Let us draw a line $EF \parallel AB$ passing through $P$,where $E$ lies on $AD$ and $F$ lies on $BC$.
Since $AB \parallel EF$,$\Delta APB$ and parallelogram $AEFB$ are on the same base $AB$ and between the same parallels $AB$ and $EF$.
Therefore,$\operatorname{ar}(\Delta APB) = \frac{1}{2} \operatorname{ar}(AEFB)$ ...... $(1)$
Also,$\Delta PCD$ and parallelogram $CDEF$ are on the same base $CD$ and between the same parallels $CD \parallel EF$.
Therefore,$\operatorname{ar}(\Delta PCD) = \frac{1}{2} \operatorname{ar}(CDEF)$ ...... $(2)$
Adding $(1)$ and $(2)$,we have:
$\operatorname{ar}(\Delta APB) + \operatorname{ar}(\Delta PCD) = \frac{1}{2} [\operatorname{ar}(AEFB) + \operatorname{ar}(CDEF)]$
$\operatorname{ar}(\Delta APB) + \operatorname{ar}(\Delta PCD) = \frac{1}{2} \operatorname{ar}(ABCD)$
$(ii)$ Let us draw a line $GH \parallel AD$ passing through $P$,where $G$ lies on $CD$ and $H$ lies on $AB$.
$\Delta APD$ and parallelogram $ADGH$ are on the same base $AD$ and between the same parallels $AD$ and $GH$.
Therefore,$\operatorname{ar}(\Delta APD) = \frac{1}{2} \operatorname{ar}(ADGH)$ ...... $(3)$
Similarly,$\Delta PBC$ and parallelogram $BCGH$ are on the same base $BC$ and between the same parallels $BC$ and $GH$.

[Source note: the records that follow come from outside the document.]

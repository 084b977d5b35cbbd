//! Idle/demo mode - the autopilot flies the rocket
//!
//! Steers toward the middle of the landing zone, but only slides sideways
//! when the column below the rocket's next position is clear all the way
//! down to landing height. Otherwise it just keeps falling.

use glam::Vec2;

use super::collision::{Aabb, overlaps};
use super::state::GameState;
use super::tick::FrameInput;
use crate::consts::*;

/// Horizontal aim point (centre of the landing zone)
pub const TARGET_X: f32 = (LANDING_ZONE_MIN_X + LANDING_ZONE_MAX_X) / 2.0;

/// Choose held keys for the next frame
pub fn steer(state: &GameState) -> FrameInput {
    if state.phase.is_terminal() {
        return FrameInput::default();
    }

    let rocket = &state.rocket;
    let step = rocket.speed * FIXED_TIMESTEP;
    let dx = TARGET_X - rocket.position.x;

    // Close enough: another step would overshoot
    if step <= 0.0 || dx.abs() <= step * 0.5 {
        return FrameInput::default();
    }

    let next_x = rocket.position.x + dx.signum() * step;
    if !corridor_clear(state, next_x) {
        return FrameInput::default();
    }

    FrameInput {
        left: dx < 0.0,
        right: dx > 0.0,
    }
}

/// True if nothing static sits in the rocket's column at `x`, from its top
/// down to landing height
fn corridor_clear(state: &GameState, x: f32) -> bool {
    let rocket = &state.rocket;
    let half = rocket.extents * 0.5;
    let top = rocket.position.y + half.y;
    let floor = (LANDING_ZONE_MAX_Y - half.y).min(top - rocket.extents.y);

    let corridor = Aabb::from_corners(Vec2::new(x - half.x, floor), Vec2::new(x + half.x, top));
    !state
        .statics()
        .iter()
        .any(|entity| overlaps(&corridor, &entity.bounds()))
}

#[cfg(test)]
mod tests {
    use super::*;
    use crate::sim::tick::{FixedStep, advance_frame, apply_input};
    use crate::sim::{GamePhase, LevelLayout};

    fn builtin_state() -> GameState {
        GameState::from_layout_unresolved(&LevelLayout::builtin().unwrap())
    }

    #[test]
    fn test_holds_while_ledge_blocks_the_column() {
        // Starting column is clear, but one step right runs into the ledge above the pad
        let state = builtin_state();
        assert_eq!(steer(&state), FrameInput::default());
    }

    #[test]
    fn test_slides_once_below_the_ledge() {
        let mut state = builtin_state();
        state.rocket.position = Vec2::new(0.0, -0.5);
        assert_eq!(steer(&state), FrameInput { left: false, right: true });

        state.rocket.position = Vec2::new(3.0, -0.5);
        assert_eq!(steer(&state), FrameInput { left: true, right: false });
    }

    #[test]
    fn test_stops_at_target() {
        let mut state = builtin_state();
        state.rocket.position = Vec2::new(TARGET_X + 0.001, -1.0);
        assert_eq!(steer(&state), FrameInput::default());
    }

    #[test]
    fn test_idle_after_terminal() {
        let mut state = builtin_state();
        state.rocket.position = Vec2::new(0.0, -0.5);
        state.phase = GamePhase::Lost;
        assert_eq!(steer(&state), FrameInput::default());
    }

    #[test]
    fn test_autopilot_lands_builtin_level() {
        let mut state = builtin_state();
        let mut stepper = FixedStep::default();

        let mut frames = 0;
        while state.phase == GamePhase::Playing {
            let input = steer(&state);
            apply_input(&mut state, &input);
            advance_frame(&mut state, &mut stepper, FIXED_STEP);
            frames += 1;
            assert!(frames < 3000, "autopilot never finished");
        }

        assert_eq!(state.phase, GamePhase::Won);
        let p = state.rocket.position;
        assert!((LANDING_ZONE_MIN_X..=LANDING_ZONE_MAX_X).contains(&p.x));
        assert!(p.y < LANDING_ZONE_MAX_Y);
    }
}
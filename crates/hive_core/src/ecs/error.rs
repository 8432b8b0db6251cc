use crate::ecs::containers::ContainerError;
use crate::ecs::Phase;
use thiserror::Error;

/// Errors raised by the ECS runtime.
///
/// All of them denote a violated invariant or a misuse of the lifecycle; the
/// runtime never retries internally.
#[derive(Debug, Clone, PartialEq, Eq, Error)]
pub enum EcsError {
    #[error("'{operation}' is not allowed while the ECS is {phase}")]
    IllegalLifecycleState {
        operation: &'static str,
        phase: Phase,
    },

    #[error("{resource} limit of {limit} exceeded")]
    CapacityExceeded { resource: &'static str, limit: usize },

    #[error("a pool is already registered for component '{type_name}'")]
    DuplicatePoolRegistration { type_name: &'static str },

    #[error("entity {id} is not alive")]
    EntityNotAlive { id: u32 },

    #[error(transparent)]
    Container(#[from] ContainerError),
}

pub type EcsResult<T> = Result<T, EcsError>;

Therefore,$\operatorname{ar}(\Delta PBC) = \frac{1}{2} \operatorname{ar}(BCGH)$ ...... $(4)$
Adding $(3)$ and $(4)$,we have:
$\operatorname{ar}(\Delta APD) + \operatorname{ar}(\Delta PBC) = \frac{1}{2} [\operatorname{ar}(ADGH) + \operatorname{ar}(BCGH)]$
$\operatorname{ar}(\Delta APD) + \operatorname{ar}(\Delta PBC) = \frac{1}{2} \operatorname{ar}(ABCD)$ ...... $(5)$
From $(i)$,we know $\operatorname{ar}(\Delta APB) + \operatorname{ar}(\Delta PCD) = \frac{1}{2} \operatorname{ar}(ABCD)$ ...... $(6)$
Comparing $(5)$ and $(6)$,we get:
$\operatorname{ar}(\Delta APD) + \operatorname{ar}(\Delta PBC) = \operatorname{ar}(\Delta APB) + \operatorname{ar}(\Delta PCD)$